**Work order:**
From the first line to the last, copy the data exactly.

****************

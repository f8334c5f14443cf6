use async_trait::async_trait;

use intraextra_core::{AppResult, PageId};

use crate::LayoutDocument;

/// Key prefix used by local layout stores.
pub const LOCAL_LAYOUT_KEY_PREFIX: &str = "intraextra_layout_";

/// Identifies one persisted layout: a page, optionally narrowed to a user.
#[derive(Debug, Clone, PartialEq, Eq, Hash)]
pub struct LayoutScope {
    /// Page the layout belongs to.
    pub page_id: PageId,
    /// Session subject when the layout is stored per user.
    pub user_subject: Option<String>,
}

impl LayoutScope {
    /// Creates a scope for a page.
    #[must_use]
    pub fn new(page_id: PageId, user_subject: Option<String>) -> Self {
        Self {
            page_id,
            user_subject,
        }
    }

    /// Key used by local stores. Local stores are per browser profile, so the
    /// user is not part of the key.
    #[must_use]
    pub fn local_key(&self) -> String {
        format!("{LOCAL_LAYOUT_KEY_PREFIX}{}", self.page_id)
    }
}

/// Repository port for persisted page layouts.
#[async_trait]
pub trait LayoutRepository: Send + Sync {
    /// Stores a layout document, replacing any previous one.
    async fn save_layout(&self, scope: &LayoutScope, document: LayoutDocument) -> AppResult<()>;

    /// Loads a layout document if one was stored.
    async fn find_layout(&self, scope: &LayoutScope) -> AppResult<Option<LayoutDocument>>;

    /// Removes a stored layout. Missing layouts are not an error.
    async fn delete_layout(&self, scope: &LayoutScope) -> AppResult<()>;
}

/// Measured box of a rendered card's content area, in pixels.
#[derive(Debug, Clone, Copy, PartialEq)]
pub struct ContentBox {
    /// Full content width.
    pub scroll_width: f64,
    /// Full content height.
    pub scroll_height: f64,
    /// Visible width.
    pub client_width: f64,
    /// Visible height.
    pub client_height: f64,
}

impl ContentBox {
    /// Returns whether content is clipped on either axis.
    #[must_use]
    pub fn is_clipped(&self) -> bool {
        self.scroll_height > self.client_height || self.scroll_width > self.client_width
    }
}

/// Port that measures rendered card content.
pub trait ContentMeasurer: Send + Sync {
    /// Returns the content box of a card, or `None` when it is not rendered.
    fn measure(&self, section_id: &str) -> Option<ContentBox>;
}

/// Measurer for contexts without a renderer; nothing is ever clipped.
#[derive(Debug, Clone, Copy, Default)]
pub struct UnmeasuredContent;

impl ContentMeasurer for UnmeasuredContent {
    fn measure(&self, _section_id: &str) -> Option<ContentBox> {
        None
    }
}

****************

**Answer to this task:**
repository f8334c5f14443cf6
use async_trait::async_trait;

use intraextra_core::{AppResult, PageId};

use crate::LayoutDocument;

/// Key prefix used by local layout stores.
pub const LOCAL_LAYOUT_KEY_PREFIX: &str = "intraextra_layout_";

/// Identifies one persisted layout: a page, optionally narrowed to a user.
#[derive(Debug, Clone, PartialEq, Eq, Hash)]
pub struct LayoutScope {
    /// Page the layout belongs to.
    pub page_id: PageId,
    /// Session subject when the layout is stored per user.
    pub user_subject: Option<String>,
}

impl LayoutScope {
    /// Creates a scope for a page.
    #[must_use]
    pub fn new(page_id: PageId, user_subject: Option<String>) -> Self {
        Self {
            page_id,
            user_subject,
        }
    }

    /// Key used by local stores. Local stores are per browser profile, so the
    /// user is not part of the key.
    #[must_use]
    pub fn local_key(&self) -> String {
        format!("{LOCAL_LAYOUT_KEY_PREFIX}{}", self.page_id)
    }
}

/// Repository port for persisted page layouts.
#[async_trait]
pub trait LayoutRepository: Send + Sync {
    /// Stores a layout document, replacing any previous one.
    async fn save_layout(&self, scope: &LayoutScope, document: LayoutDocument) -> AppResult<()>;

    /// Loads a layout document if one was stored.
    async fn find_layout(&self, scope: &LayoutScope) -> AppResult<Option<LayoutDocument>>;

    /// Removes a stored layout. Missing layouts are not an error.
    async fn delete_layout(&self, scope: &LayoutScope) -> AppResult<()>;
}

/// Measured box of a rendered card's content area, in pixels.
#[derive(Debug, Clone, Copy, PartialEq)]
pub struct ContentBox {
    /// Full content width.
    pub scroll_width: f64,
    /// Full content height.
    pub scroll_height: f64,
    /// Visible width.
    pub client_width: f64,
    /// Visible height.
    pub client_height: f64,
}

impl ContentBox {
    /// Returns whether content is clipped on either axis.
    #[must_use]
    pub fn is_clipped(&self) -> bool {
        self.scroll_height > self.client_height || self.scroll_width > self.client_width
    }
}

/// Port that measures rendered card content.
pub trait ContentMeasurer: Send + Sync {
    /// Returns the content box of a card, or `None` when it is not rendered.
    fn measure(&self, section_id: &str) -> Option<ContentBox>;
}

/// Measurer for contexts without a renderer; nothing is ever clipped.
#[derive(Debug, Clone, Copy, Default)]
pub struct UnmeasuredContent;

impl ContentMeasurer for UnmeasuredContent {
    fn measure(&self, _section_id: &str) -> Option<ContentBox> {
        None
    }
}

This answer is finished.